So it is a brain tumor and we don’t know yet how bad it is and I am not ready to let her go.
I just had this feeling not long ago that something ominous was about to happen and I am just affraid that she is going to die.
I never had to deal with death in my life and the worse part of it is that I am not in position to have any right over her remaining time on Earth. She has family, she has children and grand children who have more rights than I do and I would not want it to be any other way. I am glad that her children can be her for her.
It is just that if I have no problem saying to my sisters that I love them I have a harder time with grown ups and the more I love someone the worse it is. The more I love someone the more I want to do things that means “I love you” but in her case I just never knew what to do really.
I don’t want her to go. I swear that if she stays I will tell her that she means the world to me because she is more my mother than my own mother. She is a woman who has inspired me, she is a woman who has given me a vision of the woman I wanted to be, she has encouraged me the best way possible in being better. She has never stoped loving me and caring for me even when I was excommunicated. She has always been the one I sat by, the one who would step up when the situation with my mother was more than I could handle, the one who has listen everything I had to say even when it was the most stupid thing.

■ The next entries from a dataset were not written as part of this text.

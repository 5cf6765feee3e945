/// Background task implementations
use crate::{
    context::AppContext,
    db::VideoType,
    error::WorkResult,
    file_store::{paths, FileLifecycle},
};
use chrono::{Duration, Utc};
use sqlx::SqlitePool;
use std::collections::HashSet;
use tracing::{debug, warn};

/// Health check - verify the database answers
pub async fn health_check(ctx: &AppContext) -> WorkResult<()> {
    sqlx::query("SELECT 1").fetch_one(&ctx.db).await?;
    Ok(())
}

/// Sweep files no row references, using the configured grace period
pub async fn sweep_orphaned_files(ctx: &AppContext) -> WorkResult<u64> {
    let grace = Duration::seconds(ctx.config.jobs.orphan_grace_secs);
    sweep_orphans(&ctx.db, &ctx.files, grace).await
}

/// Every stored path referenced by a row, normalized relative to the root
async fn referenced_paths(db: &SqlitePool) -> WorkResult<HashSet<String>> {
    let mut stored: Vec<Option<String>> =
        sqlx::query_scalar("SELECT main_content_url FROM works")
            .fetch_all(db)
            .await?;
    stored.extend(
        sqlx::query_scalar::<_, Option<String>>("SELECT target_file_url FROM works")
            .fetch_all(db)
            .await?,
    );
    stored.extend(
        sqlx::query_scalar::<_, String>("SELECT image_url FROM additional_images")
            .fetch_all(db)
            .await?
            .into_iter()
            .map(Some),
    );
    stored.extend(
        sqlx::query_scalar::<_, String>("SELECT video_url FROM videos WHERE video_type = ?")
            .bind(VideoType::File)
            .fetch_all(db)
            .await?
            .into_iter()
            .map(Some),
    );

    Ok(stored
        .into_iter()
        .flatten()
        .filter_map(|path| paths::normalize(&path).ok())
        .collect())
}

/// Delete unreferenced files older than `grace`
///
/// Younger files may belong to a request whose transaction has not
/// finished yet, so they are left alone.
pub async fn sweep_orphans(
    db: &SqlitePool,
    files: &FileLifecycle,
    grace: Duration,
) -> WorkResult<u64> {
    let referenced = referenced_paths(db).await?;
    let cutoff = Utc::now() - grace;
    let mut removed = 0;

    for object in files.list_objects().await? {
        let relative = paths::normalize(&object.relative_path)?;
        if referenced.contains(&relative) {
            continue;
        }

        if object.modified_at > cutoff {
            debug!("Unreferenced file {} is within the grace period", object.relative_path);
            continue;
        }

        match files.delete_by_path(&object.relative_path).await {
            Ok(()) => removed += 1,
            Err(e) => warn!("Failed to remove orphan {}: {}", object.relative_path, e),
        }
    }

    Ok(removed)
}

I lived with her for one year when I was a senior in high school and this has been one of the best year of my life. I was her daughter when needed but most of the time I was just a young woman growing up with another woman watching over her. It was not a child/adult thing. it was more about a daily Relief Society thing if you know what I mean.
I don’t want her to go.
I know she is 10 years older than my mother so she will go before me but not right now. I can’t pictures sunday without her and I cannot picture seing a good movie without being able to tell her about it. I can’t picture cookies being cooked without thinking that I wish she her there because she can put her hand in the oven and get cookies out without any protection.

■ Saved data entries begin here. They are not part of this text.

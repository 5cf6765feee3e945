/// Aggregate Update Orchestrator
///
/// Every mutation of a work runs as one SQLite transaction. Uploads are
/// written before the transaction opens; replaced or removed files are only
/// deleted once the commit succeeded, and uploads of a failed request are
/// compensated.
use crate::db::{ContentType, VideoType, Work, WorkStatus};
use crate::error::{WorkError, WorkResult};
use crate::file_store::{FileLifecycle, Upload, UploadSlot};
use crate::work_store::models::{CreateWorkRequest, UpdateUploads, UpdateWorkRequest, WorkDetails};
use crate::work_store::reconciler::{apply_mark_and_append, replace_set, MarkAndAppend, ReplaceSet};
use crate::work_store::share::ShareTokenIssuer;
use crate::work_store::validator::{self, Violation};
use crate::work_store::{begin_write, fetch_work, load_details, work_select, WorkFields};
use chrono::Utc;
use sqlx::{Sqlite, SqlitePool, Transaction};
use tracing::{debug, info, warn};

/// Paths of the files written for one update request
#[derive(Debug, Default)]
struct WrittenUploads {
    main_content: Option<(String, ContentType)>,
    target_file: Option<String>,
    additional_images: Vec<String>,
    video_files: Vec<String>,
}

/// Aggregate orchestrator for works
#[derive(Clone)]
pub struct WorkOrchestrator {
    db: SqlitePool,
    files: FileLifecycle,
    shares: ShareTokenIssuer,
}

I can’t picture not being able to go to her house anymore because this house is just a dream house for any age. I don’t want her to go now. I need her too much and this is too difficult.
I know she wants to see me happy an she wants to see me succeed in something and so far I have not. I am not asking for much. I just want her to be here until I have done something that will make her happy for me. Either pass the CAPES or find someone good to get married to. Even if she has to go before I actually get married. This is all I am asking for myself.
This is all I can ask because the thing I want the most for her is just not something I can do. Her ex-daughter in law has turned her two oldest grabd-children against her and I just wish I could change this. But it is neither my job nor in my reach…or the other way around.